Le premier problème est la pression subie par les roches éjectées par un impact d'astéroïde. Des « shock recovery experiments » (un terme sophistiqué pour « mettre des microbes dans une balle de pistolet, tirer et voir si les microbes sont toujours vivants ») ont montré que certaines bactéries peuvent survivre un impact suffisant pour éjecter une roche de Mars. Un autre problème est celui de la chaleur causée par la friction avec l'atmosphère des planètes d’origine et d’arrivée (frottez vos mains le plus vite possible ; vous réalisez rapidement que la friction crée de la chaleur). Mais les roches peuvent être éjectées de Mars sans être excessivement chauffées : on estime que des milliards de débris ont voyagé de Mars à la Terre sans être chauffés au-dessus de 100°C, et qu’une fraction d'entre eux ont voyagé pendant une période inférieure à la durée de vie d'une bactérie dormante. Et finalement, il y a le voyage dans l'espace qui implique des températures extrêmement basses, diverses radiations, du vide, et quelques autres conditions sous lesquelles vous n’installeriez pas votre chaise longue. Mais la résistance des bactéries à l’espace a été étudiée intensément dans les dernières décennies, dans des simulations sur Terre et dans des engins spatiaux, et il semble que certaines bactéries pourraient, enfouies dans des roches, survivre le voyage.
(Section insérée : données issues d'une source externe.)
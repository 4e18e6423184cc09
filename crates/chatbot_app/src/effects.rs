use std::sync::mpsc;
use std::thread;
use std::time::Duration;

use chat_logging::chat_info;
use chatbot_core::{Effect, ErrorKind, Msg};
use chatbot_engine::{
    BackendError, BackendSettings, ChatRequest, EngineEvent, EngineHandle, FailureKind,
    FilePayload,
};

/// Bridges the pure session core to the request engine: effects become
/// engine commands, engine events come back as session messages.
pub struct EffectRunner {
    engine: EngineHandle,
}

impl EffectRunner {
    pub fn new(
        settings: BackendSettings,
        msg_tx: mpsc::Sender<Msg>,
    ) -> Result<Self, BackendError> {
        let engine = EngineHandle::new(settings)?;
        let runner = Self { engine };
        runner.spawn_event_pump(msg_tx);
        Ok(runner)
    }

    pub fn enqueue(&self, effects: Vec<Effect>) {
        for effect in effects {
            match effect {
                Effect::SendChat {
                    request_id,
                    message,
                } => {
                    chat_info!("SendChat request_id={} len={}", request_id, message.len());
                    self.engine.send(
                        request_id,
                        ChatRequest {
                            question: message,
                            attachment: None,
                        },
                    );
                }
                Effect::SendUpload {
                    request_id,
                    question,
                    file,
                } => {
                    chat_info!(
                        "SendUpload request_id={} file={} bytes={}",
                        request_id,
                        file.name,
                        file.bytes.len()
                    );
                    self.engine.send(
                        request_id,
                        ChatRequest {
                            question,
                            attachment: Some(FilePayload {
                                filename: file.name,
                                mime: file.mime,
                                bytes: file.bytes,
                            }),
                        },
                    );
                }
                Effect::CancelRequest { request_id } => {
                    chat_info!("CancelRequest request_id={}", request_id);
                    self.engine.cancel(request_id);
                }
            }
        }
    }

    fn spawn_event_pump(&self, msg_tx: mpsc::Sender<Msg>) {
        let engine = self.engine.clone();
        thread::spawn(move || loop {
            if let Some(event) = engine.try_recv() {
                match event {
                    EngineEvent::RequestCompleted { request_id, result } => {
                        let result = result.map_err(|err| map_failure(err.kind));
                        if msg_tx
                            .send(Msg::ResponseArrived { request_id, result })
                            .is_err()
                        {
                            break;
                        }
                    }
                }
            } else {
                thread::sleep(Duration::from_millis(20));
            }
        });
    }
}

fn map_failure(kind: FailureKind) -> ErrorKind {
    match kind {
        FailureKind::Network => ErrorKind::CannotConnect,
        FailureKind::Timeout => ErrorKind::Timeout,
        FailureKind::QuotaExceeded => ErrorKind::QuotaExceeded,
        FailureKind::InvalidCredentials => ErrorKind::InvalidCredentials,
        FailureKind::Server(_) => ErrorKind::ServerError,
        FailureKind::HttpStatus(_)
        | FailureKind::InvalidRequest
        | FailureKind::InvalidResponse
        | FailureKind::Cancelled => ErrorKind::Generic,
    }
}
//! Chatbot engine: request execution and failure classification.
mod backend;
mod engine;
mod types;

pub use backend::{Backend, BackendSettings, ReqwestBackend, BASE_URL_ENV};
pub use engine::EngineHandle;
pub use types::{BackendError, ChatRequest, EngineEvent, FailureKind, FilePayload, RequestId};
use crate::{Effect, Msg, SessionState};

/// Pure update function: applies a message to state and returns any effects.
pub fn update(mut state: SessionState, msg: Msg) -> (SessionState, Vec<Effect>) {
    let effects = match msg {
        Msg::InputChanged(text) => {
            state.set_input(text);
            Vec::new()
        }
        Msg::Submitted => submit(&mut state),
        Msg::FileSelected(file) => {
            state.stage_attachment(file);
            Vec::new()
        }
        Msg::AttachmentCleared => {
            state.clear_attachment();
            Vec::new()
        }
        Msg::AlertDismissed => {
            state.dismiss_alert();
            Vec::new()
        }
        Msg::ResponseArrived { request_id, result } => {
            state.apply_response(request_id, result);
            Vec::new()
        }
        Msg::Tick { now_ms } => state.apply_tick(now_ms),
        Msg::QuitRequested => state.shutdown(),
    };

    (state, effects)
}

fn submit(state: &mut SessionState) -> Vec<Effect> {
    if state.input().trim().is_empty() {
        return Vec::new();
    }
    // One request and one reveal at a time; the user resubmits later.
    if state.is_busy() || state.is_revealing() {
        return Vec::new();
    }

    let (request_id, question, attachment) = state.begin_request();
    match attachment {
        Some(file) => vec![Effect::SendUpload {
            request_id,
            question,
            file,
        }],
        None => vec![Effect::SendChat {
            request_id,
            message: question,
        }],
    }
}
Si Mars a un jour abrité la vie, il est donc hautement probable que cette vie ait contaminé la Terre. D’ailleurs, des structures présentes dans des météorites martiennes trouvées sur Terre sont fortement suspectées d'être des fossiles de bactéries. Les plus suspectes sont contenues dans le fragment de météorite ALH84001 ; 20 ans après leur découverte, des formes ressemblant à des microfossiles sont toujours le sujet de discussions très intenses dans la communauté scientifique. Bien plus intenses que ce que vous attendriez de discussions à propos d’une pierre (ou en tout cas, d’une pierre qui n’a été jetée à la tête de personne). Si ces structures avaient été trouvées dans une roche ordinaire, à un endroit ordinaire, la plupart des biologistes auraient conclu avec certitude qu’il s’agit de microbes fossilisés. Personne ne le leur aurait reproché. Mais comme l’a dit Carl Sagan, « une affirmation extraordinaire nécessite des preuves extraordinaires », et on n’a à ce jour aucune preuve indiscutable que ces structures viennent de bactéries ayant vécu sur Mars. Malgré des indices qui poussent vers une conclusion comme un serpent biblique à une pomme, et malgré les convictions d’éminents scientifiques.
Les structures controversées du fragment de météorite ALH84001.
Une autre interrogation brûlante concerne la possibilité de vie sur Mars… aujourd’hui. La vie à la surface est peu probable vu les conditions qui ne sont pas franchement hospitalières, mais rien n’exclut la possibilité de microbes souterrains.
Est-ce qu’il y eu de la vie sur Mars ? Est-ce qu’elle vient de la Terre ? Est-ce que la vie sur Terre vient de Mars ? Est-ce qu’il y a, en ce moment même, de la vie sur Mars ? Nous n’aurons probablement de réponse satisfaisante à ces questions que lorsque des hommes fouleront la poussière rouge de Mars.